The objective of this study was to assess cannabidiol-enriched cannabis extraction product (CBDEP) efficacy in patients with Parkinson's disease (PD). Forty patients with PD were randomly assigned to the sublingual CBDEP (n = 20) or placebo (n = 20) group. All patients were prescribed a low initial dose with gradual titration within 2 weeks based on individual response - including side effects - followed by 6 weeks of stable dosing. The primary outcome was the Unified Parkinson's Disease Rating Scale (UPDRS) score. The secondary outcomes were as follows: Quality of life (QOL) evaluated by the EQ-5D-5L, timed up and go (TUG) test, 5 times sit to stand (FTSTS) test, gait velocity, hospital anxiety and depression scale (HADS), renal and liver function indices, and adverse events. All outcomes were measured at baseline and at 8 weeks. The generalized estimating equation adjusted for baseline scores was used to compare the values at baseline and at 8 weeks, and between the groups. Four patients were lost to follow-up (CBDEP group, n = 1; placebo group, n = 3) and 36 were included in the analysis (CBDEP group, n = 19; placebo group, n = 17). The CBDEP group received mean cannabidiol and tetrahydrocannabinol dosages of 15.59 ± 5.04 mg/day and 0.61 ± 0.19 mg/day, respectively. No significant differences were found between the groups in terms of the UPDRS, TUG test, FTSTS test, gait velocity, HADS-anxiety, and HADS-depression. The placebo group had significantly improved EQ-5D-5L scores for QOL (P = 0.004).
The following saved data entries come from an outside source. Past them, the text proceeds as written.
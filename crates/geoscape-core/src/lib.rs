//! Geoscape Core - Strategic Layer Simulation Engine
//!
//! A deterministic, discrete-time simulation of the world map of an alien
//! invasion campaign: X-Corp interceptors, alien UFOs flying multi-leg
//! missions, and the alien Overmind deciding what to do next.
//!
//! # Architecture
//!
//! Craft and sites are entities in a `hecs` world:
//! - **Time**: a millisecond game clock with a sorted appointment agenda and
//!   fixed-cadence repeating activities
//! - **Missions**: a per-craft state machine (wait, move, intercept, patrol,
//!   return to base) driven by signals
//! - **Invasion**: the Overmind owns invasion tasks, and each task owns the
//!   UFOs it launched
//!
//! # Example
//!
//! ```rust,no_run
//! use geoscape_core::prelude::*;
//! use std::time::Duration;
//!
//! let mut geo = Geoscape::new_game(GeoConfig::default(), 42).unwrap();
//!
//! loop {
//!     geo.update(Duration::from_millis(16)); // 60 FPS
//!     for event in geo.drain_events() {
//!         println!("{}: {:?}", event.at, event.kind);
//!     }
//! }
//! ```

pub mod components;
pub mod config;
pub mod error;
pub mod events;
pub mod generation;
pub mod geoscape;
pub mod invasion;
pub mod mission;
pub mod persistence;
pub mod time;

/// Commonly used types for convenient importing
pub mod prelude {
    pub use crate::components::*;
    pub use crate::config::GeoConfig;
    pub use crate::error::{GeoError, GeoResult};
    pub use crate::events::{GeoEvent, GeoEventKind};
    pub use crate::geoscape::Geoscape;
    pub use crate::invasion::{InvasionTaskKind, TaskId};
    pub use crate::mission::{Mission, MissionKind};
    pub use crate::time::{GameTime, MS_PER_DAY, MS_PER_HOUR, MS_PER_MINUTE};
}
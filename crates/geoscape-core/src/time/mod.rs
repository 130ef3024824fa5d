//! Time - the game clock, discrete-event scheduling and frame stepping
//!
//! Everything that happens "later" on the Geoscape goes through here:
//! - [`Scheduler`] keeps pending [`Appointment`]s ordered by time
//! - [`GeoTime`] owns the authoritative clock, the scheduler and the
//!   repeating-activity ticker
//! - [`FrameStepper`] turns real frame time into bounded simulation steps

mod appointment;
mod geotime;
mod scheduler;
mod stepper;

pub use appointment::*;
pub use geotime::*;
pub use scheduler::*;
pub use stepper::*;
The CBDEP group showed significantly improved blood urea nitrogen (BUN), serum albumin, serum globulin levels, and albumin/globulin ratio (P = 0.037, P < 0.001, P = 0.011, and P = 0.002, respectively) compared with the placebo group. Neither group had serious side effects. No evidence was found that CBDEP can reduce disease severity or improve functional performance, anxiety, or depression in PD. However, CBDEP is safe and can improve the levels of BUN, serum albumin, serum globulin, and albumin/globulin ratio in patients with PD. Thai Clinical Trials Registry (registration number: TCTR 20210303005).